Brown’s solar panel and battery system was keeping her power on. She’d prepared for a night like this. “Call everybody,” she told the neighbor.

Soon around 15 “neighbors and neighbors’ neighbors” were inside Brown’s three-bedroom, 1 1/2-bath home in Northeast Houston. They charged phones, cooked, and showered before work and school. Some slept over.

“There were people sleeping everywhere,” said Brown, 75. She was happy to be “a port in a storm,” despite one downside: “They ate all my snacks.”

Brown’s house is a “hub home,” one of seven in a Northeast Houston pilot program meant to create emergency safe havens — not at shelters or community centers, but inside neighbors’ houses.

The idea was a grassroots response to decades of community disinvestment and neglect that got neighbors talking about what they could do to be ready for extreme weather and power outages.

“It’s us helping us,” said Brown.

The project was set to reach 30 more homes, until the Environmental Protection Agency in August canceled the $7 billion Solar for All program which would have funded its expansion. Harris County, which includes Houston, is now a plaintiff in one of multiple lawsuits over the cancellation.
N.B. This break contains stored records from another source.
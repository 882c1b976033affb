use chess_core::Side;
use shared::{ClockSnapshot, GameEndReason, ServerMessage, TimeControl};
use std::sync::Arc;
use std::time::{Duration, SystemTime, UNIX_EPOCH};
use tokio::time::{Instant, MissedTickBehavior};

use super::timers::TimerKind;
use super::{GameManager, GameStatus};

#[derive(Debug, Clone, Copy, PartialEq, Eq)]
pub enum TickOutcome {
    Running,
    Flagged(Side),
}

/// Remaining time per side in milliseconds. Only the side on move is ever
/// charged, and only for whole milliseconds actually elapsed.
#[derive(Debug, Clone, Copy)]
pub struct ClockState {
    white_ms: i64,
    black_ms: i64,
    last_move_at: Instant,
}

impl ClockState {
    pub fn new(time_control: TimeControl, now: Instant) -> Self {
        let base = time_control.base_millis();
        Self {
            white_ms: base,
            black_ms: base,
            last_move_at: now,
        }
    }

    pub const fn remaining(&self, side: Side) -> i64 {
        match side {
            Side::White => self.white_ms,
            Side::Black => self.black_ms,
        }
    }

    pub fn start(&mut self, now: Instant) {
        self.last_move_at = now;
    }

    pub fn tick(&mut self, on_move: Side, now: Instant) -> TickOutcome {
        self.charge(on_move, now)
    }

    /// Charges the mover for the time spent on this move, then credits the
    /// increment. A mover whose flag fell is not credited.
    pub fn apply_move(&mut self, mover: Side, increment_ms: i64, now: Instant) -> TickOutcome {
        if let TickOutcome::Flagged(side) = self.charge(mover, now) {
            return TickOutcome::Flagged(side);
        }
        *self.slot_mut(mover) += increment_ms;
        self.last_move_at = now;
        TickOutcome::Running
    }

    fn charge(&mut self, side: Side, now: Instant) -> TickOutcome {
        let elapsed = now.saturating_duration_since(self.last_move_at);
        let ms = u64::try_from(elapsed.as_millis()).unwrap_or(u64::MAX);
        // Sub-millisecond remainders stay on the clock for the next charge.
        self.last_move_at += Duration::from_millis(ms);

        let slot = self.slot_mut(side);
        *slot = slot.saturating_sub(i64::try_from(ms).unwrap_or(i64::MAX));
        if *slot <= 0 {
            *slot = 0;
            TickOutcome::Flagged(side)
        } else {
            TickOutcome::Running
        }
    }

    fn slot_mut(&mut self, side: Side) -> &mut i64 {
        match side {
            Side::White => &mut self.white_ms,
            Side::Black => &mut self.black_ms,
        }
    }

    pub fn snapshot(&self) -> ClockSnapshot {
        let age = Instant::now().saturating_duration_since(self.last_move_at);
        let last_move_time = SystemTime::now()
            .checked_sub(age)
            .and_then(|t| t.duration_since(UNIX_EPOCH).ok())
            .and_then(|d| u64::try_from(d.as_millis()).ok());
        ClockSnapshot {
            white: self.white_ms,
            black: self.black_ms,
            last_move_time,
        }
    }
}

const MIN_TICK: Duration = Duration::from_millis(1);

impl GameManager {
    pub(crate) fn spawn_clock(self: &Arc<Self>, game_id: &str) {
        let manager = Arc::clone(self);
        let period = self.config.clock_tick.max(MIN_TICK);
        let id = game_id.to_string();

        self.timers.schedule(game_id, TimerKind::Clock, async move {
            let mut interval = tokio::time::interval_at(Instant::now() + period, period);
            interval.set_missed_tick_behavior(MissedTickBehavior::Skip);
            loop {
                interval.tick().await;
                if !manager.on_clock_tick(&id).await {
                    break;
                }
            }
        });
    }

    /// Returns false once the clock should stop.
    async fn on_clock_tick(self: &Arc<Self>, game_id: &str) -> bool {
        let Some(lock) = self.session(game_id) else {
            return false;
        };
        let mut session = lock.lock().await;
        if session.status != GameStatus::Active {
            return false;
        }

        let on_move = session.game.turn();
        match session.clock.tick(on_move, Instant::now()) {
            TickOutcome::Running => {
                let clock = session.clock.snapshot();
                self.broadcast(
                    &session,
                    &ServerMessage::ClockUpdate {
                        game_id: game_id.to_string(),
                        clock,
                    },
                );
                true
            }
            TickOutcome::Flagged(side) => {
                tracing::info!(game_id = %game_id, side = %side, "Flag fell");
                self.end_session(&mut session, Some(side.opposite()), GameEndReason::Timeout);
                false
            }
        }
    }
}
use crate::error::GameError;
use crate::game_manager::{AppState, Connection};
use axum::{
    extract::{
        ws::{Message, WebSocket, WebSocketUpgrade},
        State,
    },
    response::IntoResponse,
};
use futures::{sink::SinkExt, stream::StreamExt};
use shared::{GameMessage, ServerMessage};
use std::sync::Arc;
use std::time::Duration;
use tokio::sync::mpsc;
use tokio::time::Instant;

pub async fn ws_handler(
    ws: WebSocketUpgrade,
    State(state): State<Arc<AppState>>,
) -> impl IntoResponse {
    ws.on_upgrade(|socket| handle_socket(socket, state))
}

async fn handle_socket(socket: WebSocket, state: Arc<AppState>) {
    let (mut sender, mut receiver) = socket.split();
    let (tx, mut rx) = mpsc::unbounded_channel::<ServerMessage>();
    let connection = Connection::new(uuid::Uuid::new_v4().to_string(), tx);
    tracing::info!(connection_id = %connection.id, "WebSocket connected");

    // Forward queued outbound messages to the socket
    let forward = tokio::spawn(async move {
        while let Some(msg) = rx.recv().await {
            let json = match serde_json::to_string(&msg) {
                Ok(json) => json,
                Err(e) => {
                    tracing::error!(error = %e, "Failed to serialize outbound message");
                    continue;
                }
            };
            if sender.send(Message::Text(json)).await.is_err() {
                break;
            }
        }
    });

    let mut limiter = RateLimiter::new(state.config.rate_limit_per_sec);

    while let Some(Ok(msg)) = receiver.next().await {
        match msg {
            Message::Text(text) => match serde_json::from_str::<GameMessage>(&text) {
                Ok(game_msg) => {
                    if counts_toward_limit(&game_msg) && !limiter.allow(Instant::now()) {
                        tracing::warn!(connection_id = %connection.id, "Rate limited");
                        reply(&connection, ServerMessage::error("Rate limited"));
                        continue;
                    }
                    dispatch(&state, &connection, game_msg).await;
                }
                Err(e) => {
                    tracing::debug!(connection_id = %connection.id, error = %e, "Unreadable message");
                    reply(&connection, ServerMessage::error("Malformed message"));
                }
            },
            Message::Close(_) => break,
            _ => {}
        }
    }

    tracing::info!(connection_id = %connection.id, "WebSocket closed");
    state.handle_socket_closed(&connection.id).await;
    forward.abort();
}

fn reply(connection: &Connection, msg: ServerMessage) {
    if connection.tx.send(msg).is_err() {
        tracing::debug!(connection_id = %connection.id, "Reply dropped, connection closing");
    }
}

const fn counts_toward_limit(msg: &GameMessage) -> bool {
    !matches!(
        msg,
        GameMessage::RegisterPlayer(_) | GameMessage::Reconnect { .. }
    )
}

async fn dispatch(state: &Arc<AppState>, connection: &Connection, msg: GameMessage) {
    match msg {
        GameMessage::RegisterPlayer(registration) => {
            let details = state.players.register(registration, connection.clone());
            reply(connection, ServerMessage::PlayerRegistered(details));
        }
        GameMessage::JoinQueue { id } => match state.matchmaker.join_queue(&id).await {
            Ok(position) => reply(connection, ServerMessage::JoinedQueue { position }),
            Err(e) => reply(connection, ServerMessage::error(e.to_string())),
        },
        GameMessage::LeaveQueue { id } => {
            state.matchmaker.leave_queue(&id).await;
            reply(connection, ServerMessage::LeftQueue);
        }
        GameMessage::RespondToMatch {
            id,
            game_id,
            accept,
        } => {
            let result = state.games.respond_to_match(&game_id, &id, accept).await;
            match result {
                Ok(()) if accept => reply(connection, ServerMessage::MatchAccepted { game_id }),
                Ok(()) => {}
                Err(e) => reply(connection, ServerMessage::error(e.to_string())),
            }
        }
        GameMessage::MakeMove { id, game_id, mv } => {
            let result = if state.players.is_bound(&id, &connection.id) {
                state.games.make_move(&game_id, &id, &mv).await
            } else {
                Err(GameError::ForeignConnection)
            };
            if let Err(e) = result {
                reply(
                    connection,
                    ServerMessage::InvalidMove {
                        error: e.to_string(),
                    },
                );
            }
        }
        GameMessage::Resign { id, game_id } => {
            let result = if state.players.is_bound(&id, &connection.id) {
                state.games.resign(&game_id, &id).await
            } else {
                Err(GameError::ForeignConnection)
            };
            if let Err(e) = result {
                tracing::debug!(game_id = %game_id, player_id = %id, error = %e, "Resign ignored");
            }
        }
        GameMessage::RequestGameState { game_id, .. } => {
            match state.games.state_snapshot(&game_id).await {
                Ok(snapshot) => reply(connection, ServerMessage::GameState(Box::new(snapshot))),
                Err(_) => reply(connection, ServerMessage::error("Game not found")),
            }
        }
        GameMessage::Reconnect { id } => {
            match state.games.handle_reconnect(&id, connection.clone()).await {
                Ok(_) => {}
                Err(GameError::PlayerNotRegistered) => {
                    reply(
                        connection,
                        ServerMessage::error("Player not registered. Please refresh the page."),
                    );
                    return;
                }
                Err(e) => reply(connection, ServerMessage::error(e.to_string())),
            }
            reply(connection, ServerMessage::Reconnected { id });
        }
    }
}

/// Fixed one-second window, counted per connection.
struct RateLimiter {
    max_per_window: u32,
    count: u32,
    window_start: Instant,
}

impl RateLimiter {
    fn new(max_per_window: u32) -> Self {
        Self {
            max_per_window,
            count: 0,
            window_start: Instant::now(),
        }
    }

    fn allow(&mut self, now: Instant) -> bool {
        if now.saturating_duration_since(self.window_start) >= Duration::from_secs(1) {
            self.window_start = now;
            self.count = 0;
        }
        self.count += 1;
        self.count <= self.max_per_window
    }
}
use dashmap::DashMap;
use shared::{BySide, GameSnapshot, HealthReport, PlayerDetails, ServerMessage};
use std::sync::atomic::{AtomicUsize, Ordering};
use std::sync::Arc;
use tokio::sync::Mutex;

use crate::config::{GameConfig, ServerConfig};

pub mod clock;
pub mod lifecycle;
pub mod matchmaking;
pub mod move_handler;
pub mod players;
pub mod session;
pub mod timers;

pub use matchmaking::Matchmaker;
pub use players::PlayerRegistry;
pub use session::{Connection, GameSession, GameStatus};
use timers::TimerRegistry;

type SessionLock = Arc<Mutex<GameSession>>;

/// Owns every live session, the player-to-session index and the timers that
/// drive sessions forward.
pub struct GameManager {
    pub(crate) games: DashMap<String, SessionLock>,
    pub(crate) player_to_game: DashMap<String, String>,
    pub(crate) timers: TimerRegistry,
    players: Arc<PlayerRegistry>,
    config: GameConfig,
    active: AtomicUsize,
}

impl GameManager {
    pub fn new(players: Arc<PlayerRegistry>, config: GameConfig) -> Self {
        Self {
            games: DashMap::new(),
            player_to_game: DashMap::new(),
            timers: TimerRegistry::new(),
            players,
            config,
            active: AtomicUsize::new(0),
        }
    }

    // Clones the handle out so no map guard is held across an await.
    fn session(&self, game_id: &str) -> Option<SessionLock> {
        self.games.get(game_id).map(|s| Arc::clone(s.value()))
    }

    pub fn contains(&self, game_id: &str) -> bool {
        self.games.contains_key(game_id)
    }

    pub fn game_for_player(&self, player_id: &str) -> Option<String> {
        self.player_to_game.get(player_id).map(|g| g.value().clone())
    }

    pub fn active_games_count(&self) -> usize {
        self.active.load(Ordering::SeqCst)
    }

    /// Runs `f` against the session under its lock.
    pub async fn inspect<R>(&self, game_id: &str, f: impl FnOnce(&GameSession) -> R) -> Option<R> {
        let lock = self.session(game_id)?;
        let session = lock.lock().await;
        Some(f(&session))
    }

    pub async fn has_unfinished_game(&self, player_id: &str) -> bool {
        let Some(game_id) = self.game_for_player(player_id) else {
            return false;
        };
        self.inspect(&game_id, |s| s.status != GameStatus::Completed)
            .await
            .unwrap_or(false)
    }

    fn broadcast(&self, session: &GameSession, msg: &ServerMessage) {
        for player_id in session.participants() {
            if !self.players.send(player_id, msg.clone()) {
                tracing::debug!(game_id = %session.id, player_id = %player_id, "Participant unreachable");
            }
        }
    }

    fn snapshot(&self, session: &GameSession) -> GameSnapshot {
        GameSnapshot {
            game_id: session.id.clone(),
            board: session.game.fen(),
            history: session.game.san_history(),
            turn: session.game.turn(),
            clock: session.clock.snapshot(),
            last_move: session.game.last_move().cloned(),
            status: session.client_status(),
            player_colors: session.player_colors(),
            player_details: self.player_details(session),
        }
    }

    fn player_details(&self, session: &GameSession) -> BySide<PlayerDetails> {
        BySide {
            white: session.white.as_deref().and_then(|id| self.players.details(id)),
            black: session.black.as_deref().and_then(|id| self.players.details(id)),
        }
    }

    fn broadcast_state(&self, session: &GameSession) {
        let snapshot = self.snapshot(session);
        self.broadcast(session, &ServerMessage::GameState(Box::new(snapshot)));
    }
}

pub struct AppState {
    pub players: Arc<PlayerRegistry>,
    pub games: Arc<GameManager>,
    pub matchmaker: Arc<Matchmaker>,
    pub config: ServerConfig,
}

impl AppState {
    pub fn new(config: ServerConfig) -> Self {
        let players = Arc::new(PlayerRegistry::new());
        let games = Arc::new(GameManager::new(Arc::clone(&players), config.game.clone()));
        let matchmaker = Arc::new(Matchmaker::new(
            Arc::clone(&players),
            Arc::clone(&games),
            config.matchmaking.clone(),
        ));
        Self {
            players,
            games,
            matchmaker,
            config,
        }
    }

    /// The player still bound to a closed connection leaves the queue and
    /// is marked disconnected in their session.
    pub async fn handle_socket_closed(&self, connection_id: &str) {
        let Some(player_id) = self.players.release(connection_id) else {
            tracing::debug!(connection_id = %connection_id, "Closed connection had no bound player");
            return;
        };
        tracing::info!(player_id = %player_id, connection_id = %connection_id, "Player connection closed");
        self.matchmaker.leave_queue(&player_id).await;
        self.games.handle_disconnect(&player_id).await;
    }

    pub async fn health(&self) -> HealthReport {
        let (queue_length, average_wait_time, average_elo_delta) = self.matchmaker.stats().await;
        HealthReport {
            status: "healthy".to_string(),
            active_games: self.games.active_games_count(),
            queue_length,
            average_wait_time,
            average_elo_delta,
        }
    }
}
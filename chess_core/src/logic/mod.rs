pub mod board;
pub mod game;
pub mod rules;

#[cfg(test)]
mod repetition_test;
People involved with the program acknowledge hub homes are unconventional — requiring trust and community cooperation and impacting fewer people than a larger resilience center.

But they also say they’re effective in creating pockets of preparedness in communities confronting more extreme weather but lacking resources to do more.

“It was a way to increase resilience in those neighborhoods that are often forgotten,” said Sam Silerio, Texas program director at Solar United Neighbors, one of the nonprofits involved with the pilot program which is also suing over the cuts.

The hub homes idea started after Winter Storm Uri in 2021, when freezing temperatures crippled Texas’ power grid for five days and led to 246 storm-related deaths, according to the Texas Department of Health Services.

Power loss contributed to many of the deaths, as people with health conditions couldn’t refrigerate medicines or run life-sustaining medical devices. Nineteen people died from carbon monoxide poisoning from improperly using generators and grills to stay warm.

“We were like, ‘Shoot, power grid failure is a serious thing that we are not prepared for’,” said Becky Selle, co-director of disaster preparedness, organizing, and operations at West Street Recovery, a Northeast Houston nonprofit founded after Hurricane Harvey in 2017.

WSR bought some generators for residents willing to share the resource. Brown, who almost froze to death herself in Uri, stepped up.

WSR added more supplies to the hubs, like life jackets and kayaks for flood evacuations, and held preparedness trainings for members.

When the D.C.-based nonprofit Solar United Neighbors approached them with a private grant from the Hive Fund to add free solar panels and batteries to several houses, WSR knew exactly where to install them.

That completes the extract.